Tamil rebel leader still wants separate state
The head of the Tamil Tigers made his first public appearance in 15 years yesterday to say he will not yet abandon the fight for an independent state.
"The struggle for political independence is the demand of Tamil people," said Mr Velupillai Prabhakaran, one of South Asia's most-wanted men, after emerging from his jungle hideout.
But he insisted his Liberation Tigers of Tamil Eelam are "sincerely and seriously committed to peace," as demonstrated by their declared ceasefire after 18-years of fighting.
Sri Lankan Prime Minister Mr Ranil Wickremesinghe today welcomed the rebel leader's remarks, saying it showed the rebels "are willing to work within the territorial integrity of the country". He expressed strong hopes for finding a political solution.
Mr Prabhakaran also expressed confidence a Norwegian-mediated peace process will succeed. "This is the first time a third party or government has involved itself in facilitating the peace process," Prabhakaran said of the more than two years of Norwegian efforts that culminated in a ceasefire agreement on February 22nd.

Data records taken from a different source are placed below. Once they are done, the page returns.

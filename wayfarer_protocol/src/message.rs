// Session protocol messages.
//
// Every frame on the wire is one `Envelope`: a small header (wire version,
// sender, message id, timestamp) around a `Message` body. `Message` is the
// closed set of everything peers and the coordinator say to each other; the
// session crate dispatches on it with `match` and the message bus keys its
// handler table on `MessageKind`.
//
// Game state and character personas travel as `GameState` and
// `CharacterSnapshot`. The coordinator never interprets their contents beyond
// the version gate on snapshots; the game simulation owns their meaning.

use std::collections::BTreeMap;

use serde::{Deserialize, Serialize};

use crate::error::LeadershipRequestError;
use crate::types::{GameVersion, MessageId, PeerId, SyncVersion, TicketId};

/// One framed unit of the protocol.
#[derive(Clone, Debug, PartialEq, Serialize, Deserialize)]
pub struct Envelope {
    /// Codec format tag, checked before the body is decoded.
    pub wire_version: u16,
    pub message_id: MessageId,
    pub sender: PeerId,
    /// Sender wall clock, milliseconds since the Unix epoch.
    pub timestamp_ms: u64,
    pub body: Message,
}

impl Envelope {
    pub fn kind(&self) -> MessageKind {
        self.body.kind()
    }
}

/// Every message peers and the coordinator exchange.
#[derive(Clone, Debug, PartialEq, Serialize, Deserialize)]
pub enum Message {
    /// Join request, first frame on a new connection.
    Connect {
        name: String,
        game_version: GameVersion,
        protocol_version: u32,
        persona: Option<CharacterSnapshot>,
    },
    /// Handshake verdict on version compatibility.
    VersionCheck {
        compatible: bool,
        reason: Option<String>,
    },
    /// Admission complete; the joiner's view of the session.
    Welcome {
        peer_id: PeerId,
        session_name: String,
        roster: Vec<PeerInfo>,
        leader: Option<PeerId>,
        sync_version: SyncVersion,
    },
    /// Admission refused for a reason other than version.
    Rejected { reason: String },
    PeerJoined { peer: PeerInfo },
    PeerLeft {
        peer_id: PeerId,
        name: String,
        reason: LeaveReason,
    },
    /// Liveness beacon.
    Heartbeat { timestamp_ms: u64 },
    /// Coordinator notice rendered to players.
    SystemMessage { text: String },
    /// Player chat, relayed to every peer.
    Chat { text: String },
    /// Ask the session to make the sender leader.
    LeadershipRequest { reason: String },
    /// Sent only to the requester when a leadership request is refused.
    LeadershipRequestDenied { error: LeadershipRequestError },
    /// A vote is open on `ticket`.
    LeadershipVoteRequest {
        ticket: TicketId,
        requester: PeerId,
        reason: String,
        timeout_ms: u64,
    },
    VoteCast { ticket: TicketId, in_favor: bool },
    /// Outcome of a vote, a re-election or a forced change.
    LeadershipChangeResult {
        ticket: Option<TicketId>,
        requester: Option<PeerId>,
        leader: Option<PeerId>,
        previous_leader: Option<PeerId>,
        transferred: bool,
        votes_for: u32,
        votes_against: u32,
        cause: ChangeCause,
        /// Latest state version the coordinator has relayed. A new leader
        /// resumes numbering above this.
        sync_version: SyncVersion,
    },
    /// Host-only: move leadership without a vote.
    ForceLeadership { new_leader: PeerId, reason: String },
    /// Leader-authored replacement of the shared state.
    GameStateSync {
        sync_version: SyncVersion,
        authoritative_peer_id: PeerId,
        state: GameState,
    },
    /// A saved state handed to the current leader to adopt.
    StateLoad { state: GameState },
    /// Host-only: persist the session state under `slot`.
    SaveRequest { slot: String },
    /// Host-only: restore the session state from `slot`.
    LoadRequest { slot: String },
    /// Graceful leave.
    Goodbye,
}

/// Fieldless mirror of `Message`, used as the dispatch key.
#[derive(Clone, Copy, Debug, PartialEq, Eq, Hash, PartialOrd, Ord)]
pub enum MessageKind {
    Connect,
    VersionCheck,
    Welcome,
    Rejected,
    PeerJoined,
    PeerLeft,
    Heartbeat,
    SystemMessage,
    Chat,
    LeadershipRequest,
    LeadershipRequestDenied,
    LeadershipVoteRequest,
    VoteCast,
    LeadershipChangeResult,
    ForceLeadership,
    GameStateSync,
    StateLoad,
    SaveRequest,
    LoadRequest,
    Goodbye,
}

impl Message {
    pub fn kind(&self) -> MessageKind {
        match self {
            Message::Connect { .. } => MessageKind::Connect,
            Message::VersionCheck { .. } => MessageKind::VersionCheck,
            Message::Welcome { .. } => MessageKind::Welcome,
            Message::Rejected { .. } => MessageKind::Rejected,
            Message::PeerJoined { .. } => MessageKind::PeerJoined,
            Message::PeerLeft { .. } => MessageKind::PeerLeft,
            Message::Heartbeat { .. } => MessageKind::Heartbeat,
            Message::SystemMessage { .. } => MessageKind::SystemMessage,
            Message::Chat { .. } => MessageKind::Chat,
            Message::LeadershipRequest { .. } => MessageKind::LeadershipRequest,
            Message::LeadershipRequestDenied { .. } => MessageKind::LeadershipRequestDenied,
            Message::LeadershipVoteRequest { .. } => MessageKind::LeadershipVoteRequest,
            Message::VoteCast { .. } => MessageKind::VoteCast,
            Message::LeadershipChangeResult { .. } => MessageKind::LeadershipChangeResult,
            Message::ForceLeadership { .. } => MessageKind::ForceLeadership,
            Message::GameStateSync { .. } => MessageKind::GameStateSync,
            Message::StateLoad { .. } => MessageKind::StateLoad,
            Message::SaveRequest { .. } => MessageKind::SaveRequest,
            Message::LoadRequest { .. } => MessageKind::LoadRequest,
            Message::Goodbye => MessageKind::Goodbye,
        }
    }
}

/// Public identity of a session member.
#[derive(Clone, Debug, PartialEq, Eq, Serialize, Deserialize)]
pub struct PeerInfo {
    pub id: PeerId,
    pub name: String,
    pub game_version: GameVersion,
    pub is_host: bool,
    pub is_leader: bool,
    /// Admission order; lower joined earlier.
    pub join_order: u64,
    pub character_id: Option<String>,
}

/// Why a peer left the roster.
#[derive(Clone, Copy, Debug, PartialEq, Eq, Serialize, Deserialize)]
pub enum LeaveReason {
    Goodbye,
    ConnectionClosed,
    HeartbeatTimeout,
    ProtocolMismatch,
}

/// What produced a leadership change result.
#[derive(Clone, Debug, PartialEq, Eq, Serialize, Deserialize)]
pub enum ChangeCause {
    /// Outcome of a `LeadershipVoteRequest`, either way.
    Vote,
    /// Leader disconnected; successor picked without a vote.
    Reelection,
    /// Host override; carries the audit reason.
    Forced { reason: String },
}

/// Grid position of a peer's avatar.
#[derive(Clone, Copy, Debug, Default, PartialEq, Eq, Serialize, Deserialize)]
pub struct Position {
    pub x: i32,
    pub y: i32,
}

/// Shared session state owned by the leader. Replaced wholesale on every
/// accepted sync.
#[derive(Clone, Debug, Default, PartialEq, Serialize, Deserialize)]
pub struct GameState {
    /// Which world/area the party is in.
    pub world: String,
    pub positions: BTreeMap<PeerId, Position>,
    /// Game-defined objects, opaque to the session layer.
    pub shared_objects: BTreeMap<String, serde_json::Value>,
    pub in_combat: bool,
    pub combat_participants: Vec<PeerId>,
}

/// Exported character persona.
#[derive(Clone, Debug, PartialEq, Serialize, Deserialize)]
pub struct CharacterSnapshot {
    pub character_id: String,
    pub owner_peer_id: PeerId,
    /// Milliseconds since the Unix epoch.
    pub creation_time: u64,
    pub game_version: GameVersion,
    pub payload: serde_json::Value,
}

Mr Prabhakaran's Tamil Tigers have been fighting government forces since 1983 to create a separate homeland in northern and eastern Sri Lanka. The civil war, one of Asia's longest, has cost more than 64,000 lives.
The Tamil rebels and the government are scheduled to hold peace talks next month in Thailand.
But Mr Prabhakaran said there will be no talks until the government lifts a ban on his group, which has been declared a terrorist organisation in six countries, including the United States.